Si terminan de visionar Mamma mía! y están deseando salir corriendo del cine ante el espanto que han sufrido durante casi dos horas, no se vayan todavía. Aún hay más, que decía el pedante Superratón de nuestra tierna infancia.
Tras todo un compendio de muecas y gestos en una de las peores interpretaciones de Meryl Streep en toda su carrera, la horrenda voz del gélido Pierce Brosnan y las tropelías con la cámara cometidas por Phyllida Lloyd, directora de este engendro, queda por ver lo que realmente y con seguridad les provocará la risa nerviosa que dará rienda suelta a la frustración que suscita uno de los peores musicales de todos los tiempos. Así que no se levanten y vean los créditos, algo que no tienen costumbre de hacer, para contemplar al impagable ex 007 vestido al más puro estilo glam setentón, en un homenaje a aquellos años en los que las canciones de Abba arrasaban y ahora, a pesar de su diáfano anacronismo, podían haberse salvado con nota, tal y como se ha hecho con la extraordinaria Hairspray, la enormemente fotografiada Chicago (con su obra maestra de secuencia-clip de Richard Gere con los periodistas marionetas) o Moulin Rouge, el mejor musical contemporáneo del celuloide, ‘verbi gratia’ no sólo al concepto espacial de Baz Luhrmann y a sus intérpretes (Kidman y McGregor sí que sabían cantar), sino también a las extraordinarias adaptaciones del compositor Craig Armstrong.
Lo de Mamma mía! tiene delito. Una amable y divertida historia (una chica trata de saber cuál es su padre antes de su boda e invita a los tres candidatos con los que su madre mantuvo relaciones en una época díscola) ha sido transformada en una sucesión de torpes números musicales, nefastamente dirigidos, carentes de la espacialidad necesaria en determinadas escenas de las secuencias para ofrecer al espectador una visión general, de claras reminiscencias teatrales, imprescinsdibles en el cine musical, un género en el que debe tenerse tino a la hora de manejar tanto las composiciones de los elementos y actorales como el ritmo narrativo, enlazado en este caso por una saturación de canciones negativamente dispuestas, en momentos en los que el espectador requiere diálogos explicativos y protagonizados por intérpretes que han sido asesorados por sus peores enemigos, con especial énfasis en Meryl Streep, que encarna a Donna en el filme, la asombrada madre al contemplar en la boda de su hija a los tres hombres con los que antaño mantuvo su carnal flirteo.

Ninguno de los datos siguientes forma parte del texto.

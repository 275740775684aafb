//! Course expansion: which course occurrences fall on a calendar date.
//!
//! Expansion is pure and deterministic. Occurrence identities are derived from
//! (course id, date), so expanding the same day twice yields identical events.

use chrono::{Duration, NaiveDate};

use crate::constants::{DATE_FORMAT, TIME_FORMAT};
use crate::course::Course;
use crate::event::{Event, EventKind};
use crate::period::PeriodTable;
use crate::term::TermConfig;

/// Expands courses against one term.
#[derive(Debug, Clone)]
pub struct ScheduleExpander {
    term: TermConfig,
    periods: PeriodTable,
}

impl ScheduleExpander {
    /// Bind to a term. The period table is resolved once, falling back to the
    /// built-in table if the term's is missing or corrupt.
    pub fn new(term: &TermConfig) -> Self {
        ScheduleExpander {
            term: term.clone(),
            periods: term.period_table(),
        }
    }

    pub fn term(&self) -> &TermConfig {
        &self.term
    }

    pub fn periods(&self) -> &PeriodTable {
        &self.periods
    }

    /// Occurrences of `courses` on `date`, in course order.
    pub fn expand(&self, date: NaiveDate, courses: &[Course]) -> Vec<Event> {
        let Some(week) = self.term.week_of(date) else {
            return Vec::new();
        };

        courses
            .iter()
            .filter(|course| course.meets_on(date, week))
            .filter_map(|course| self.materialize(course, date))
            .collect()
    }

    /// Occurrences for every date in `from..=to`, ordered by date.
    pub fn expand_range(&self, from: NaiveDate, to: NaiveDate, courses: &[Course]) -> Vec<Event> {
        let mut events = Vec::new();
        let mut date = from;
        while date <= to {
            events.extend(self.expand(date, courses));
            date += Duration::days(1);
        }
        events
    }

    fn materialize(&self, course: &Course, date: NaiveDate) -> Option<Event> {
        let Some((start, end)) = self.periods.resolve(course.start_period, course.end_period)
        else {
            tracing::warn!(
                course = %course.id,
                start_period = course.start_period,
                end_period = course.end_period,
                "Course periods missing from period table, skipping occurrence"
            );
            return None;
        };

        let day = date.format(DATE_FORMAT).to_string();

        Some(Event {
            id: Event::occurrence_id(&course.id, date),
            title: course.name.clone(),
            start_date: day.clone(),
            end_date: day,
            start_time: start.format(TIME_FORMAT).to_string(),
            end_time: end.format(TIME_FORMAT).to_string(),
            location: course.place(),
            description: Some(course.period_label()),
            color: course.color.clone(),
            important: false,
            source_image: None,
            reminders: Default::default(),
            kind: EventKind::Event,
        })
    }
}

/// Occurrences of `courses` on `date` under `term`.
pub fn expand(date: NaiveDate, courses: &[Course], term: &TermConfig) -> Vec<Event> {
    ScheduleExpander::new(term).expand(date, courses)
}
//! TUI rendering traits for classbell types.

use classbell_core::course::Course;
use classbell_core::event::{Event, EventKind};
use classbell_core::trigger::{Trigger, TriggerKind};
use chrono_tz::Tz;
use owo_colors::OwoColorize;

/// Extension trait for TUI rendering with colors.
pub trait Render {
    fn render(&self) -> String;
}

impl Render for Event {
    fn render(&self) -> String {
        let time = format!("{:>5}-{:<5}", self.start_time, self.end_time);
        let title = if self.important {
            format!("{} !", self.title).bold().to_string()
        } else {
            self.title.clone()
        };

        let mut line = format!("  {} {}", time.cyan(), title);
        if let Some(location) = &self.location {
            line.push_str(&format!(" {}", format!("@ {location}").dimmed()));
        }
        if let EventKind::Pickup { code, platform } = &self.kind {
            let code = match platform {
                Some(p) => format!("[{p} {code}]"),
                None => format!("[{code}]"),
            };
            line.push_str(&format!(" {}", code.yellow()));
        }
        if !self.reminders.is_empty() {
            let minutes: Vec<String> = self.reminders.iter().map(|m| format!("{m}m")).collect();
            line.push_str(&format!(" {}", format!("⏰ {}", minutes.join(",")).dimmed()));
        }
        line
    }
}

impl Render for Course {
    fn render(&self) -> String {
        let when = format!(
            "{} {} · weeks {}-{} ({})",
            weekday_name(self.day_of_week),
            self.period_label(),
            self.start_week,
            self.end_week,
            self.parity
        );
        let mut line = format!("  {} {}", self.name.bold(), when.dimmed());
        if let Some(place) = self.place() {
            line.push_str(&format!(" @ {place}"));
        }
        if !self.excluded_dates.is_empty() {
            line.push_str(&format!(
                " {}",
                format!("(skips {})", self.excluded_dates.len()).yellow()
            ));
        }
        line.push_str(&format!(" {}", self.id.dimmed()));
        line
    }
}

/// One line per trigger, with its instant shown in `tz`.
pub fn trigger_line(trigger: &Trigger, tz: Tz) -> String {
    let at = trigger.at.with_timezone(&tz).format("%a %b %-d %H:%M");
    let kind = match trigger.key.kind {
        TriggerKind::Reminder { .. } => trigger.payload.label.yellow().to_string(),
        TriggerKind::LiveBegin => "live begin".green().to_string(),
        TriggerKind::LiveEnd => "live end".red().to_string(),
    };
    format!("  {} {} {}", at.to_string().cyan(), trigger.payload.title, kind)
}

pub fn weekday_name(day: u32) -> &'static str {
    match day {
        1 => "Mon",
        2 => "Tue",
        3 => "Wed",
        4 => "Thu",
        5 => "Fri",
        6 => "Sat",
        7 => "Sun",
        _ => "???",
    }
}
//! Period tables: which clock times a numbered class period occupies.

use std::collections::BTreeMap;

use chrono::NaiveTime;
use serde::{Deserialize, Serialize};

use crate::constants::{DEFAULT_PERIODS, TIME_FORMAT};
use crate::error::{BellError, BellResult};

/// One row of a period table.
#[derive(Debug, Clone, Copy, PartialEq, Eq, Serialize, Deserialize)]
#[serde(rename_all = "camelCase")]
pub struct TimeNode {
    pub node: u32,
    #[serde(with = "hhmm")]
    pub start_time: NaiveTime,
    #[serde(with = "hhmm")]
    pub end_time: NaiveTime,
}

/// Ordered mapping from period index to its start/end clock time.
#[derive(Debug, Clone, PartialEq, Eq)]
pub struct PeriodTable {
    nodes: BTreeMap<u32, TimeNode>,
}

impl PeriodTable {
    pub fn new(nodes: impl IntoIterator<Item = TimeNode>) -> Self {
        PeriodTable {
            nodes: nodes.into_iter().map(|n| (n.node, n)).collect(),
        }
    }

    /// Parse the serialized form stored in a term: a JSON array of time nodes.
    pub fn from_json(json: &str) -> BellResult<Self> {
        let nodes: Vec<TimeNode> =
            serde_json::from_str(json).map_err(|e| BellError::PeriodTable(e.to_string()))?;

        if nodes.is_empty() {
            return Err(BellError::PeriodTable("table has no periods".into()));
        }

        Ok(Self::new(nodes))
    }

    pub fn to_json(&self) -> BellResult<String> {
        let nodes: Vec<&TimeNode> = self.nodes.values().collect();
        serde_json::to_string(&nodes).map_err(|e| BellError::Serialization(e.to_string()))
    }

    /// Parse `json`, falling back to the built-in table when it is missing or corrupt.
    pub fn from_json_or_default(json: Option<&str>) -> Self {
        let Some(json) = json.filter(|j| !j.trim().is_empty()) else {
            return Self::default();
        };

        match Self::from_json(json) {
            Ok(table) => table,
            Err(e) => {
                tracing::warn!(error = %e, "Unreadable period table, using built-in default");
                Self::default()
            }
        }
    }

    pub fn get(&self, node: u32) -> Option<&TimeNode> {
        self.nodes.get(&node)
    }

    /// Clock span from the start of `start` to the end of `end`.
    /// None if either period is absent from the table.
    pub fn resolve(&self, start: u32, end: u32) -> Option<(NaiveTime, NaiveTime)> {
        let first = self.nodes.get(&start)?;
        let last = self.nodes.get(&end)?;
        Some((first.start_time, last.end_time))
    }

    pub fn len(&self) -> usize {
        self.nodes.len()
    }

    pub fn is_empty(&self) -> bool {
        self.nodes.is_empty()
    }

    pub fn iter(&self) -> impl Iterator<Item = &TimeNode> {
        self.nodes.values()
    }
}

impl Default for PeriodTable {
    fn default() -> Self {
        Self::new(DEFAULT_PERIODS.iter().filter_map(|(node, start, end)| {
            Some(TimeNode {
                node: *node,
                start_time: NaiveTime::parse_from_str(start, TIME_FORMAT).ok()?,
                end_time: NaiveTime::parse_from_str(end, TIME_FORMAT).ok()?,
            })
        }))
    }
}

/// `HH:MM` (de)serialization for clock times.
mod hhmm {
    use chrono::NaiveTime;
    use serde::{Deserialize, Deserializer, Serializer};

    use crate::constants::TIME_FORMAT;

    pub fn serialize<S: Serializer>(time: &NaiveTime, serializer: S) -> Result<S::Ok, S::Error> {
        serializer.serialize_str(&time.format(TIME_FORMAT).to_string())
    }

    pub fn deserialize<'de, D: Deserializer<'de>>(deserializer: D) -> Result<NaiveTime, D::Error> {
        let s = String::deserialize(deserializer)?;
        NaiveTime::parse_from_str(&s, TIME_FORMAT).map_err(serde::de::Error::custom)
    }
}

#[cfg(test)]
mod tests {
    use super::*;

    fn hm(h: u32, m: u32) -> NaiveTime {
        NaiveTime::from_hms_opt(h, m, 0).unwrap()
    }

    #[test]
    fn default_table_has_twelve_periods() {
        let table = PeriodTable::default();
        assert_eq!(table.len(), 12);
        assert_eq!(table.resolve(1, 2), Some((hm(8, 0), hm(9, 40))));
        assert_eq!(table.resolve(11, 12), Some((hm(20, 50), hm(22, 30))));
    }

    #[test]
    fn parses_camel_case_json() {
        let json = r#"[
            {"node": 1, "startTime": "07:30", "endTime": "08:15"},
            {"node": 2, "startTime": "08:20", "endTime": "09:05"}
        ]"#;

        let table = PeriodTable::from_json(json).unwrap();
        assert_eq!(table.resolve(1, 2), Some((hm(7, 30), hm(9, 5))));
        assert_eq!(table.resolve(1, 3), None);
    }

    #[test]
    fn corrupt_json_falls_back_to_default() {
        let table = PeriodTable::from_json_or_default(Some("{not json"));
        assert_eq!(table, PeriodTable::default());

        let table = PeriodTable::from_json_or_default(None);
        assert_eq!(table, PeriodTable::default());

        let table = PeriodTable::from_json_or_default(Some("[]"));
        assert_eq!(table, PeriodTable::default());
    }

    #[test]
    fn json_survives_a_save() {
        let table = PeriodTable::default();
        let json = table.to_json().unwrap();
        assert!(json.contains(r#""startTime":"08:00""#));
        assert_eq!(PeriodTable::from_json(&json).unwrap(), table);
    }
}
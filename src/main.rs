mod commands;
mod render;
mod utils;

use anyhow::Result;
use clap::{Parser, Subcommand};
use classbell_core::config::BellConfig;
use tracing_subscriber::EnvFilter;

use crate::commands::course::CourseCommand;
use crate::commands::event::EventCommand;
use crate::commands::term::TermCommand;

#[derive(Parser)]
#[command(name = "classbell")]
#[command(about = "Manage your class schedule, events and their reminders")]
struct Cli {
    #[command(subcommand)]
    command: Commands,
}

#[derive(Subcommand)]
enum Commands {
    /// Show classes and events of a day
    Day {
        /// Day to show (YYYY-MM-DD, "today" or "tomorrow")
        #[arg(short, long)]
        date: Option<String>,
    },
    /// Manage recurring courses
    Course {
        #[command(subcommand)]
        command: CourseCommand,
    },
    /// Manage one-off events
    Event {
        #[command(subcommand)]
        command: EventCommand,
    },
    /// Show or change the term
    Term {
        #[command(subcommand)]
        command: TermCommand,
    },
    /// Show the triggers that would be registered right now
    Triggers {
        /// Days of classes to include (defaults to plan_days from config)
        #[arg(long)]
        days: Option<u32>,
    },
    /// Show configuration paths
    Config,
}

fn main() -> Result<()> {
    tracing_subscriber::fmt()
        .with_env_filter(
            EnvFilter::try_from_env("CLASSBELL_LOG").unwrap_or_else(|_| EnvFilter::new("warn")),
        )
        .with_writer(std::io::stderr)
        .init();

    let cli = Cli::parse();
    let config = BellConfig::load()?;

    match cli.command {
        Commands::Day { date } => commands::day::run(&config, date.as_deref()),
        Commands::Course { command } => commands::course::run(&config, command),
        Commands::Event { command } => commands::event::run(&config, command),
        Commands::Term { command } => commands::term::run(&config, command),
        Commands::Triggers { days } => commands::triggers::run(&config, days),
        Commands::Config => commands::config::run(&config),
    }
}
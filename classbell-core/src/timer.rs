//! Timer collaborator: delivers a trigger at an absolute instant.

use std::collections::BTreeMap;
use std::sync::{Mutex, PoisonError};

use chrono::{DateTime, Utc};

use crate::error::BellResult;
use crate::trigger::{Trigger, TriggerKey, TriggerPayload};

/// Host timer service.
///
/// Registering an existing key replaces it. Cancelling an unknown key is a no-op.
pub trait TimerService: Send + Sync {
    /// Schedule `payload` for delivery at `at`. Fails when the host refuses the timer.
    fn register(&self, key: &TriggerKey, at: DateTime<Utc>, payload: TriggerPayload)
    -> BellResult<()>;

    fn cancel(&self, key: &TriggerKey);
}

/// Keeps registrations in memory without ever firing them.
#[derive(Debug, Default)]
pub struct MemoryTimer {
    pending: Mutex<BTreeMap<TriggerKey, Trigger>>,
}

impl MemoryTimer {
    pub fn new() -> Self {
        Self::default()
    }

    /// Registered triggers, ordered by instant.
    pub fn pending(&self) -> Vec<Trigger> {
        let pending = self.pending.lock().unwrap_or_else(PoisonError::into_inner);
        let mut triggers: Vec<Trigger> = pending.values().cloned().collect();
        triggers.sort_by(|a, b| a.at.cmp(&b.at).then_with(|| a.key.cmp(&b.key)));
        triggers
    }

    pub fn contains(&self, key: &TriggerKey) -> bool {
        self.pending
            .lock()
            .unwrap_or_else(PoisonError::into_inner)
            .contains_key(key)
    }

    pub fn len(&self) -> usize {
        self.pending.lock().unwrap_or_else(PoisonError::into_inner).len()
    }

    pub fn is_empty(&self) -> bool {
        self.len() == 0
    }
}

impl TimerService for MemoryTimer {
    fn register(
        &self,
        key: &TriggerKey,
        at: DateTime<Utc>,
        payload: TriggerPayload,
    ) -> BellResult<()> {
        let trigger = Trigger {
            key: key.clone(),
            at,
            payload,
        };
        self.pending
            .lock()
            .unwrap_or_else(PoisonError::into_inner)
            .insert(key.clone(), trigger);
        Ok(())
    }

    fn cancel(&self, key: &TriggerKey) {
        self.pending
            .lock()
            .unwrap_or_else(PoisonError::into_inner)
            .remove(key);
    }
}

No me cabe la menor duda de que a la Streep la ha vestido alguna de sus oponentes a los Oscar, la ha peinado quien más la odia y, sobre todo, no ha tenido una dirección adecuada que tamice su siempre tendencia a la sobreactuación. Pero resulta obvio que la ¿directora? de esta basura procede del teatro y no es Sydney Pollack cuando supo extraer lo mejor de ella en Memorias de África.Se siguen empeñando en confundir lenguajes, en trasladar el teatro al cine -guiones, músicas, actores- sin llevar a cabo la necesaria transformación que convierta el filme en un producto cinematográfico en lugar de una sucesión de imágenes limitadas tanto como el teatro en sí, un género sin dudas tan atrayente como poco creíble para los que realmente disfrutamos de la gran perspectiva, en tiempo y forma, que nos aporta el celuloide.